In my 21 years with the Advance Auto Parts INDYCAR Radio Network, I’ve had the chance to develop some pretty special relationships with people connected to this sport.
One such relationship began long before I joined the network. It was in 1979, in the hallways of Monrovia High School, a few miles outside Indianapolis. That’s where I first met Kyle Moyer.
When Kyle’s family moved to Indiana, they bought a home across from the late Gary Bettenhausen. Gary and Wavelyn had twin sons, Todd and Cary, who also attended Monrovia. All four of us – Moyer, the Bettenhausen twins and I – graduated high school together in 1982.
Talk about humbling beginnings. While still in high school, Moyer’s motorsports career began sweeping the floors sitting on the attic stairs of Gary B.’s shop in Monrovia and watching him work on his sprint car. From 1980-83, Moyer helped crew the cars Bettenhausen drove for his late brother, Tony, and Moyer almost missed his high school graduation helping Gary qualify a Lindsey Hopkins car for the Indianapolis 500.
In 1984, Moyer left Monrovia and Gary B., packing everything he owned in his car and heading California to work for Dan Gurney and the Gurney/Curb Indy car program. Wavelyn convinced Moyer to make the move. Initially, Gary didn’t think much of it, but eventually gave Moyer his full support. Moyer called it one of the hardest decisions he ever had to make.
From 1984-87, the team would become Curb racing and the driver roster included Tom Sneva, John Andretti, Kevin Cogan and Ed Pimm.
A move to Hemelgarn Racing in 1988 resulted in a return to Indiana, but his tenure there was brief, leaving after Indy to join Galles Racing. From 1989-92, the Galles-Kraco roster included Bobby Rahal, Danny Sullivan and Moyer’s first Indy 500 win with Al Unser Jr. in 1992.
Forsythe-Green Racing provided the next challenge. In 1993, Moyer headed up the Formula Atlantic program for Jacques Villenueve. The duo graduated to Indy cars in ‘94 and had a breakout year in 1995, with Villenueve winning the Indianapolis 500 and CART championship with Moyer as crew chief.
Moyer’s nine-year run with Forsythe-Green and Team Green included guiding the efforts of Raul Boesel, Parker Johnstone, Paul Tracy and Dario Franchitti.
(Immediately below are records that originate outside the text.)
use chrono::{DateTime, Utc};
use sea_orm::entity::prelude::*;
use serde::{Deserialize, Serialize};

#[derive(Clone, Debug, PartialEq, DeriveEntityModel, Serialize, Deserialize)]
#[sea_orm(table_name = "purchase_order_items")]
pub struct Model {
    #[sea_orm(primary_key)]
    pub id: i64,
    pub purchase_order_id: i64,
    pub product_id: i64,
    pub quantity: i32,
    #[sea_orm(column_type = "Decimal(Some((16, 4)))")]
    pub buying_price: rust_decimal::Decimal,
    #[sea_orm(column_type = "Decimal(Some((16, 4)))")]
    pub selling_price: rust_decimal::Decimal,
    pub created_at: DateTime<Utc>,
}

#[derive(Copy, Clone, Debug, EnumIter, DeriveRelation)]
pub enum Relation {
    #[sea_orm(
        belongs_to = "super::purchase_order::Entity",
        from = "Column::PurchaseOrderId",
        to = "super::purchase_order::Column::Id"
    )]
    PurchaseOrder,
    #[sea_orm(
        belongs_to = "super::product::Entity",
        from = "Column::ProductId",
        to = "super::product::Column::Id"
    )]
    Product,
}

impl Related<super::purchase_order::Entity> for Entity {
    fn to() -> RelationDef {
        Relation::PurchaseOrder.def()
    }
}

impl Related<super::product::Entity> for Entity {
    fn to() -> RelationDef {
        Relation::Product.def()
    }
}

impl ActiveModelBehavior for ActiveModel {}
use super::common::{
    created_response, map_service_error, success_response, validate_input, PaginatedResponse,
    PaginationParams,
};
use crate::{
    auth::{AuthenticatedUser, Role},
    errors::ApiError,
    handlers::AppState,
    services::sales::NewSale,
};
use axum::{
    extract::{Json, Path, Query, State},
    response::Response,
    routing::{get, post},
    Router,
};
use rust_decimal::Decimal;
use serde::{Deserialize, Serialize};
use utoipa::ToSchema;
use validator::Validate;

#[derive(Debug, Serialize, Deserialize, Validate, ToSchema)]
pub struct RecordSaleRequest {
    pub product_id: i64,
    pub store_id: i64,
    #[validate(range(min = 1))]
    pub quantity: i32,
    pub unit_price: Decimal,
}

#[utoipa::path(
    post,
    path = "/api/v1/sales",
    request_body = RecordSaleRequest,
    responses(
        (status = 201, description = "Sale recorded and stock drained"),
        (status = 422, description = "Insufficient stock", body = crate::errors::ErrorResponse)
    ),
    tag = "sales"
)]
pub async fn record_sale(
    State(state): State<AppState>,
    user: AuthenticatedUser,
    Json(payload): Json<RecordSaleRequest>,
) -> Result<Response, ApiError> {
    validate_input(&payload)?;
    user.require_role(Role::Admin).map_err(map_service_error)?;
    user.ensure_store_scope(&*state.db, payload.store_id)
        .await
        .map_err(map_service_error)?;

    let sale = state
        .services
        .sales
        .record(
            user.user_id,
            NewSale {
                product_id: payload.product_id,
                store_id: payload.store_id,
                quantity: payload.quantity,
                unit_price: payload.unit_price,
            },
        )
        .await
        .map_err(map_service_error)?;
    Ok(created_response(sale))
}

#[utoipa::path(
    get,
    path = "/api/v1/sales/{id}",
    params(("id" = i64, Path, description = "Sale ID")),
    responses(
        (status = 200, description = "Sale fetched"),
        (status = 404, description = "Not found", body = crate::errors::ErrorResponse)
    ),
    tag = "sales"
)]
pub async fn get_sale(
    State(state): State<AppState>,
    user: AuthenticatedUser,
    Path(id): Path<i64>,
) -> Result<Response, ApiError> {
    let sale = state
        .services
        .sales
        .get(id)
        .await
        .map_err(map_service_error)?;
    user.ensure_store_scope(&*state.db, sale.store_id)
        .await
        .map_err(map_service_error)?;
    Ok(success_response(sale))
}

#[utoipa::path(
    get,
    path = "/api/v1/sales/stores/{store_id}",
    params(
        ("store_id" = i64, Path, description = "Store ID"),
        PaginationParams
    ),
    responses((status = 200, description = "Sales listed, newest first")),
    tag = "sales"
)]
pub async fn list_sales(
    State(state): State<AppState>,
    user: AuthenticatedUser,
    Path(store_id): Path<i64>,
    Query(pagination): Query<PaginationParams>,
) -> Result<Response, ApiError> {
    user.ensure_store_scope(&*state.db, store_id)
        .await
        .map_err(map_service_error)?;
    let page = pagination.page();
    let per_page = pagination.per_page();
    let (rows, total) = state
        .services
        .sales
        .list_for_store(store_id, page, per_page)
        .await
        .map_err(map_service_error)?;
    Ok(success_response(PaginatedResponse::new(
        rows, page, per_page, total,
    )))
}

pub fn sale_routes() -> Router<AppState> {
    Router::new()
        .route("/", post(record_sale))
        .route("/:id", get(get_sale))
        .route("/stores/:store_id", get(list_sales))
}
Along with brothers Barry and Kim Green, Michael Andretti formed Andretti-Green Racing in 2003 and Moyer served as team manager. Through 2010, the team won the Indy 500 in 2005 with Dan Wheldon and 2007 with Franchitti, not to mention Verizon IndyCar Series titles in 2004 (Tony Kanaan), 2005 (Wheldon) and 2007 (Franchitti). Moyer was also the one who made the fuel strategy call that helped Danica Patrick to her only Indy car win at Motegi, Japan, in 2008. (That's me interviewing Moyer for the radio network in the photo at right.)
In 2011, Andretti took sole ownership of the team, retaining Moyer at the helm and he developed the Mazda Road to Indy effort and ran cars in USF2000, Pro Mazda and Indy Lights. The Verizon IndyCar Series program remained stout, picking up a title in 2012 and the 2014 Indy 500 with Ryan Hunter-Reay.
Moyer was faced with another tough decision upon the completion of the 2014 season, much like the one to leave Gary Bettenhausen three decades earlier. Should he accept an offer from Roger Penske’s team? It would mean a move from his long-time Indiana home to Charlotte and leaving an Andretti organization he helped build into prominence.
Like many in open-wheel racing, the chance to work for the Captain was always in the back of his mind. So Moyer made the leap and was tabbed to guide the fortunes as race strategist for a fourth Penske car driven by Simon Pagenaud in 2015.
Last season produced mixed results: four top-fives and 132 laps led, but Pagenaud finished 11th in points. Now it appears all have adjusted to “the Penske way.” Through the first four races of 2016, Pagenaud is the points leader behind two straight wins, two runner-up finishes and one Verizon P1 Award pole.
Broadcasters and journalists are supposed to remain neutral. By and large, we do just that. Every now and then, however, a story comes along that makes you a fan. Kyle Moyer’s story is one of those.
There is added joy in having the privilege of being there for that humble beginning in Monrovia. That kid on Gary Bettenhausen’s stairs in 1979 was on to something. He knew those stairs would lead him to the top.